Materials and methods

Patients

The study protocol was approved by the Institutional Ethics Committee of Ogaki Municipal Hospital in January 2011, and was in compliance with the Declaration of Helsinki. Written informed consent for the use of stored serum samples was obtained from all patients.

Between 1991 and 2010, 2220 consecutive HBsAg-positive patients who visited the Department of Gastroenterology and Hepatology at Ogaki Municipal Hospital were prospectively enrolled in our HCC surveillance program. These patients included 1220 patients (55.0 %) in whom hepatocarcinogenesis was investigated in our previous study [11]. Of these, 919 met the following inclusion criteria: HBsAg-positive for more than 6 months; no evidence of HCV co-infection; no other causes of chronic liver disease (alcohol consumption >80 g/day, hepatotoxic drugs, autoimmune hepatitis, primary biliary cirrhosis, hemochromatosis, and Wilson’s disease); no incomplete clinical data or missing serum samples; follow-up duration of greater than 3 years; no evidence of malignancies, including HCC, for at least 1 year from the start of the follow-up period; and receiving NA therapy for more than 1 year before the detection of HCC. In patients on NA therapy, the date of NA therapy initiation was considered the start of the follow-up period. In the non-NA group (controls), the date of the first visit was defined as the start of follow-up. The end of follow-up was defined as the final visit for patients who had not died, and as the date of death for patients who died during follow-up.
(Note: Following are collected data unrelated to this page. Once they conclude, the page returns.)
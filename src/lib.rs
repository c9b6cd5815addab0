pub mod adapters;
pub mod config;
pub mod core;
pub mod domain;
pub mod utils;

#[cfg(feature = "cli")]
pub use config::CliConfig;

pub use adapters::{local::LocalStorage, postgres::PostgresSource};
pub use config::{AppConfig, ConnectionProfile};
pub use core::{etl::IdentityEngine, pipeline::IdentityPipeline};
pub use domain::model::{Domain, IdentitySet};
pub use utils::error::{IdentityError, Result};
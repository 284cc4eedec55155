use anyhow::{Context, Result};
use fs2::FileExt;
use log::{debug, warn};
use std::collections::BTreeMap;
use std::fs::{self, File, OpenOptions};
use std::io::{Read, Write};
use std::path::{Path, PathBuf};
use std::time::Duration;

/// Contents of the storage file: key to JSON-encoded value
pub type KvDocument = BTreeMap<String, String>;

/// Error type for storage operations
#[derive(Debug)]
pub enum StorageError {
    /// File is locked by another process
    FileLocked,
    /// Other IO error
    IoError(std::io::Error),
}

impl std::fmt::Display for StorageError {
    fn fmt(&self, f: &mut std::fmt::Formatter<'_>) -> std::fmt::Result {
        match self {
            StorageError::FileLocked => write!(f, "File is locked by another process"),
            StorageError::IoError(e) => write!(f, "IO error: {}", e),
        }
    }
}

impl std::error::Error for StorageError {}

/// Handles reading and writing the key-value document on disk, with file
/// locking so concurrent CLI invocations never interleave a write
pub struct Storage {
    file_path: PathBuf,
    lock_file_path: PathBuf,
}

impl Storage {
    /// Creates a new Storage instance
    pub fn new<P: AsRef<Path>>(file_path: P) -> Self {
        let file_path = file_path.as_ref().to_path_buf();
        let mut lock_name = file_path.as_os_str().to_os_string();
        lock_name.push(".lock");
        Self {
            file_path,
            lock_file_path: PathBuf::from(lock_name),
        }
    }

    /// Returns the path to the storage file
    pub fn path(&self) -> &Path {
        &self.file_path
    }

    /// Acquire an exclusive lock on the file for writing
    /// Returns the lock file handle which must be held during the operation
    fn acquire_write_lock(&self) -> Result<File> {
        if let Some(parent) = self.lock_file_path.parent() {
            if !parent.as_os_str().is_empty() {
                fs::create_dir_all(parent)?;
            }
        }

        let lock_file = OpenOptions::new()
            .create(true)
            .write(true)
            .truncate(true)
            .open(&self.lock_file_path)
            .with_context(|| format!("Failed to create lock file: {:?}", self.lock_file_path))?;

        let start = std::time::Instant::now();
        let timeout = Duration::from_secs(5);

        loop {
            match FileExt::try_lock_exclusive(&lock_file) {
                Ok(()) => return Ok(lock_file),
                Err(e) if e.kind() == std::io::ErrorKind::WouldBlock => {
                    if start.elapsed() > timeout {
                        return Err(StorageError::FileLocked).with_context(|| {
                            format!("Timeout waiting for file lock: {:?}", self.file_path)
                        });
                    }
                    std::thread::sleep(Duration::from_millis(100));
                }
                Err(e) => {
                    return Err(e).with_context(|| {
                        format!("Failed to acquire lock on {:?}", self.lock_file_path)
                    })
                }
            }
        }
    }

    /// Acquire a shared lock on the file for reading
    fn acquire_read_lock(&self) -> Result<Option<File>> {
        if !self.lock_file_path.exists() {
            return Ok(None);
        }

        let lock_file = OpenOptions::new()
            .read(true)
            .open(&self.lock_file_path)
            .with_context(|| format!("Failed to open lock file: {:?}", self.lock_file_path))?;

        let start = std::time::Instant::now();
        let timeout = Duration::from_secs(5);

        loop {
            match FileExt::try_lock_shared(&lock_file) {
                Ok(()) => return Ok(Some(lock_file)),
                Err(e) if e.kind() == std::io::ErrorKind::WouldBlock => {
                    if start.elapsed() > timeout {
                        return Err(StorageError::FileLocked).with_context(|| {
                            format!("Timeout waiting for file lock: {:?}", self.file_path)
                        });
                    }
                    std::thread::sleep(Duration::from_millis(100));
                }
                Err(e) => {
                    return Err(e).with_context(|| {
                        format!("Failed to acquire lock on {:?}", self.lock_file_path)
                    })
                }
            }
        }
    }

    /// Reads and parses the document without taking a lock
    ///
    /// Returns `None` when the file exists but does not parse.
    fn read_unlocked(&self) -> Result<Option<KvDocument>> {
        if !self.file_path.exists() {
            return Ok(Some(KvDocument::new()));
        }

        let mut content = String::new();
        File::open(&self.file_path)
            .with_context(|| format!("Failed to open file: {:?}", self.file_path))?
            .read_to_string(&mut content)
            .map_err(StorageError::IoError)?;

        if content.trim().is_empty() {
            return Ok(Some(KvDocument::new()));
        }

        match serde_json::from_str(&content) {
            Ok(doc) => Ok(Some(doc)),
            Err(e) => {
                warn!("Storage file {:?} does not parse: {}", self.file_path, e);
                Ok(None)
            }
        }
    }

    /// Reads the document; caller must hold the write lock
    ///
    /// An unparseable file is set aside and the document starts empty.
    fn read_for_write(&self) -> Result<KvDocument> {
        if let Some(doc) = self.read_unlocked()? {
            return Ok(doc);
        }

        let backup = self.corrupt_backup_path();
        warn!(
            "Discarding unparseable storage file {:?}; moved to {:?}",
            self.file_path, backup
        );
        fs::rename(&self.file_path, &backup)
            .with_context(|| format!("Failed to move corrupt file {:?} aside", self.file_path))?;
        Ok(KvDocument::new())
    }

    fn write_unlocked(&self, doc: &KvDocument) -> Result<()> {
        let json = serde_json::to_string_pretty(doc)?;
        fs::write(&self.file_path, json)
            .with_context(|| format!("Failed to write {:?}", self.file_path))?;
        Ok(())
    }

    /// First free `<file>.corrupt`, `<file>.corrupt.1`, ... path
    fn corrupt_backup_path(&self) -> PathBuf {
        let mut base = self.file_path.as_os_str().to_os_string();
        base.push(".corrupt");

        let mut candidate = PathBuf::from(&base);
        let mut n = 1;
        while candidate.exists() {
            let mut name = base.clone();
            name.push(format!(".{}", n));
            candidate = PathBuf::from(name);
            n += 1;
        }
        candidate
    }

    /// Loads the key-value document with file locking
    ///
    /// A missing file is an empty document. A file that is not a JSON object
    /// of strings is renamed to `<file>.corrupt` under the write lock and
    /// treated as empty.
    pub fn load(&self) -> Result<KvDocument> {
        let parsed = {
            let _lock = self.acquire_read_lock()?;
            self.read_unlocked()?
        };

        let doc = match parsed {
            Some(doc) => doc,
            None => {
                let _lock = self.acquire_write_lock()?;
                self.read_for_write()?
            }
        };
        debug!("Loaded {} keys from {:?}", doc.len(), self.file_path);
        Ok(doc)
    }

    /// Saves the key-value document with file locking
    pub fn save(&self, doc: &KvDocument) -> Result<()> {
        if let Some(parent) = self.file_path.parent() {
            if !parent.as_os_str().is_empty() {
                fs::create_dir_all(parent)?;
            }
        }

        let mut lock_file = self.acquire_write_lock()?;

        // Lock holder info, for debugging stuck locks
        let _ = writeln!(
            lock_file,
            "Locked by PID {} at {}",
            std::process::id(),
            chrono::Utc::now().to_rfc3339()
        );

        self.write_unlocked(doc)?;
        debug!("Saved {} keys to {:?}", doc.len(), self.file_path);

        // Lock is automatically released when lock_file is dropped
        Ok(())
    }

    /// Perform an atomic read-modify-write with proper locking
    /// This reloads the file, applies changes, and saves under one exclusive lock
    pub fn update_atomically<F>(&self, update_fn: F) -> Result<KvDocument>
    where
        F: FnOnce(&mut KvDocument),
    {
        if let Some(parent) = self.file_path.parent() {
            if !parent.as_os_str().is_empty() {
                fs::create_dir_all(parent)?;
            }
        }

        let mut lock_file = self.acquire_write_lock()?;
        let _ = writeln!(
            lock_file,
            "Locked by PID {} at {}",
            std::process::id(),
            chrono::Utc::now().to_rfc3339()
        );

        let mut doc = self.read_for_write()?;
        update_fn(&mut doc);
        self.write_unlocked(&doc)?;

        Ok(doc)
    }
}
Of the 919 eligible patients, 189 received NA therapy during the follow-up period (NA group) and 730 patients did not (non-NA group). We first compared the survival rates between the two groups and determined the causes of death in all patients. Then, to reduce the confounding effects of covariates, we used propensity scores to match NA patients to unique non-NA patients. Eight covariates, including age, sex, HBV DNA concentration, HBsAg, hepatitis B e antigen (HBeAg), genotype, platelet count, and alanine aminotransferase (ALT) activity were taken into account at the start of follow-up. Based on previously reported cut-off values for NA therapy indications or relation to the progression of HBV patients [1619], we computed the propensity scores using logistic regression with the following independent variables: age (≤40 years or >40 years), sex (female or male), HBV DNA concentration (≤5.0 log copies/ml or >5.0 log copies/ml), HBsAg concentration (≤3.0 log copies/ml or >3.0 log copies/ml), HBeAg (negative or positive), genotype (genotype C or non-genotype C), platelet count (>150 × 103/m3 or ≤150 × 103/m3), and ALT activity (≤35 IU/ml or >35 IU/ml). The calculated propensity scores of the NA and non-NA groups were 0.22079–0.98208 (median, 0.5072) and 0.22079–0.99659 (median, 0.9206), respectively; these scores were then rounded to two decimal places. We conducted one-to-one matching of patients based on consistency of propensity scores to the second decimal place. Propensity score matching resulted in the selection of 270 patients (NA group, 135 patients; non-NA group, 135 patients) (Fig. 1). The p value of the calculated propensity score was 0.372 based on the Hosmer–Lemeshow test [20]. The area under the curve (AUC) of the receiver operating characteristic (ROC)-calculated propensity score was 0.862 [95 % confidence interval (CI), 0.834–0.891] [21].

Fig. 1
figure 1

Flowchart of the patient selection process

Surveillance, diagnosis, and causes of death

All patients were followed up at our hospital at least every 6 months. During each follow-up examination, we measured platelet counts and levels of ALT, gamma-glutamyl transpeptidase (γ-GTP), total bilirubin, alkaline phosphatase (ALP), albumin, and alphafetoprotein (AFP). We used commercially available kits to test blood samples for HBsAg, HBeAg, and anti-HBe (Abbott Japan, Tokyo, Japan). After December 2007, which was the start of the follow-up period for the CHB patients, serum HBV DNA concentrations were monitored by polymerase chain reaction assay (COBAS AmpliPrep-COBAS TaqMan HBV Test v2.0, Roche Diagnostics), with a lower detection limit of approximately 2.1 log copies/ml. Before November 2007, these concentrations were measured once at the start of the follow-up period using patients’ stored frozen serum (80 °C) with the COBAS TaqMan HBV Test v2.0. HBV genotyping was performed as previously described [22]. Serum levels of HBV core-related antigen (HBcrAg) were measured using a chemiluminescence enzyme immunoassay (CLEIA) as previously described [23, 24]. Precore nucleotide 1896 and basal core promoter (BCP) dinucleotide 1762/1764 were determined using the line probe assay (INNO-LiPA HBV PreCore assay; Innogenetics NV) [25, 26]. The probes were designed to determine the nucleotides at position 1896 (G vs. A) in the precore region and positions 1762 (A vs. T) and 1764 (G vs. A and G vs. T) in the BCP region. A line probe assay was used to identify any emergence of YMDD mutations (INNO-LiPA HBV DR assay; Innogenetics NV).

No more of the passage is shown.